TASK BRIEF:
Show all lines from the listing below that contain "OfferInput".
----------
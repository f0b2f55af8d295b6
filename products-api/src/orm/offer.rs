use diesel::dsl::now;
use diesel::prelude::*;

use crate::models::{NewOffer, Offer, OfferInput};
use crate::orm::Visibility;

/// Returns all offers in ascending order by id.
pub fn get_all_offers(
    conn: &mut SqliteConnection,
    visibility: Visibility,
) -> Result<Vec<Offer>, diesel::result::Error> {
    use crate::schema::offer::dsl::*;
    let mut query = offer.select(Offer::as_select()).order(id.asc()).into_boxed();
    if visibility == Visibility::Visible {
        query = query.filter(deleted_at.is_null());
    }
    query.load(conn)
}

/// Try to find an offer by id.
/// Returns Ok(Some(Offer)) if found, Ok(None) if not, Err on DB error.
pub fn get_offer_by_id(
    conn: &mut SqliteConnection,
    offer_id: i32,
    visibility: Visibility,
) -> Result<Option<Offer>, diesel::result::Error> {
    use crate::schema::offer::dsl::*;
    let row = offer
        .filter(id.eq(offer_id))
        .select(Offer::as_select())
        .first(conn)
        .optional()?;
    Ok(row.filter(|r| visibility.admits(r)))
}

/// Insert a new offer (id and timestamps assigned by the database)
pub fn insert_offer(
    conn: &mut SqliteConnection,
    input: OfferInput,
) -> Result<Offer, diesel::result::Error> {
    use crate::schema::offer::dsl::*;
    diesel::insert_into(offer)
        .values(NewOffer::from(input))
        .returning(Offer::as_returning())
        .get_result(conn)
}

/// Renames a visible offer and refreshes `updated_at`.
/// Returns Ok(None) when no visible offer has that id.
pub fn update_offer(
    conn: &mut SqliteConnection,
    offer_id: i32,
    input: OfferInput,
) -> Result<Option<Offer>, diesel::result::Error> {
    use crate::schema::offer::dsl::*;
    diesel::update(offer.filter(id.eq(offer_id)).filter(deleted_at.is_null()))
        .set((name.eq(input.name), updated_at.eq(now)))
        .returning(Offer::as_returning())
        .get_result(conn)
        .optional()
}

/// Soft deletes an offer by id.
/// Returns Ok(true) if a visible offer was marked deleted, Ok(false) if not
/// found or already deleted, Err on DB error.
pub fn soft_delete_offer(
    conn: &mut SqliteConnection,
    offer_id: i32,
) -> Result<bool, diesel::result::Error> {
    use crate::schema::offer::dsl::*;
    let rows_affected = diesel::update(offer.filter(id.eq(offer_id)).filter(deleted_at.is_null()))
        .set(deleted_at.eq(now.nullable()))
        .execute(conn)?;
    Ok(rows_affected > 0)
}

#[cfg(test)]
mod tests {
    use super::*;
    use crate::models::SoftDeletable;
    use crate::orm::testing::setup_test_db;

    fn named(name: &str) -> OfferInput {
        OfferInput {
            name: name.to_string(),
        }
    }

    #[test]
    fn test_insert_offer() {
        let mut conn = setup_test_db();
        let result = insert_offer(&mut conn, named("Spring Offer"));
        assert!(result.is_ok());
        let created = result.unwrap();
        assert_eq!(created.name, "Spring Offer");
        assert!(created.id > 0);
        assert!(created.is_active());
    }

    #[test]
    fn test_get_all_offers_in_id_order() {
        let mut conn = setup_test_db();
        insert_offer(&mut conn, named("Offer 1")).unwrap();
        insert_offer(&mut conn, named("Offer 2")).unwrap();

        let offers = get_all_offers(&mut conn, Visibility::Visible).unwrap();
        assert_eq!(offers.len(), 2);
        assert_eq!(offers[0].name, "Offer 1");
        assert_eq!(offers[1].name, "Offer 2");
        assert!(offers[0].id < offers[1].id);
    }

    #[test]
    fn test_update_offer() {
        let mut conn = setup_test_db();
        let created = insert_offer(&mut conn, named("Draft")).unwrap();

        let updated = update_offer(&mut conn, created.id, named("Final"))
            .expect("Update should succeed")
            .expect("Offer should exist");
        assert_eq!(updated.name, "Final");
        assert_eq!(updated.created_at, created.created_at);

        let fetched = get_offer_by_id(&mut conn, created.id, Visibility::Visible)
            .unwrap()
            .unwrap();
        assert_eq!(fetched, updated);
    }

    #[test]
    fn test_soft_delete_offer() {
        let mut conn = setup_test_db();
        let created = insert_offer(&mut conn, named("Old Offer")).unwrap();

        assert!(soft_delete_offer(&mut conn, created.id).unwrap());
        assert!(!soft_delete_offer(&mut conn, created.id).unwrap());
        assert!(get_all_offers(&mut conn, Visibility::Visible).unwrap().is_empty());

        let archived = get_offer_by_id(&mut conn, created.id, Visibility::All)
            .unwrap()
            .expect("Soft deleted row should persist");
        assert!(!archived.is_active());
        assert!(archived.deleted_at.is_some());
    }

    #[test]
    fn test_soft_delete_missing_offer() {
        let mut conn = setup_test_db();
        assert!(!soft_delete_offer(&mut conn, 9999).unwrap());
    }
}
----------
WRITTEN ANSWER:
use crate::models::{NewOffer, Offer, OfferInput};
    input: OfferInput,
    input: OfferInput,
    fn named(name: &str) -> OfferInput {
        OfferInput {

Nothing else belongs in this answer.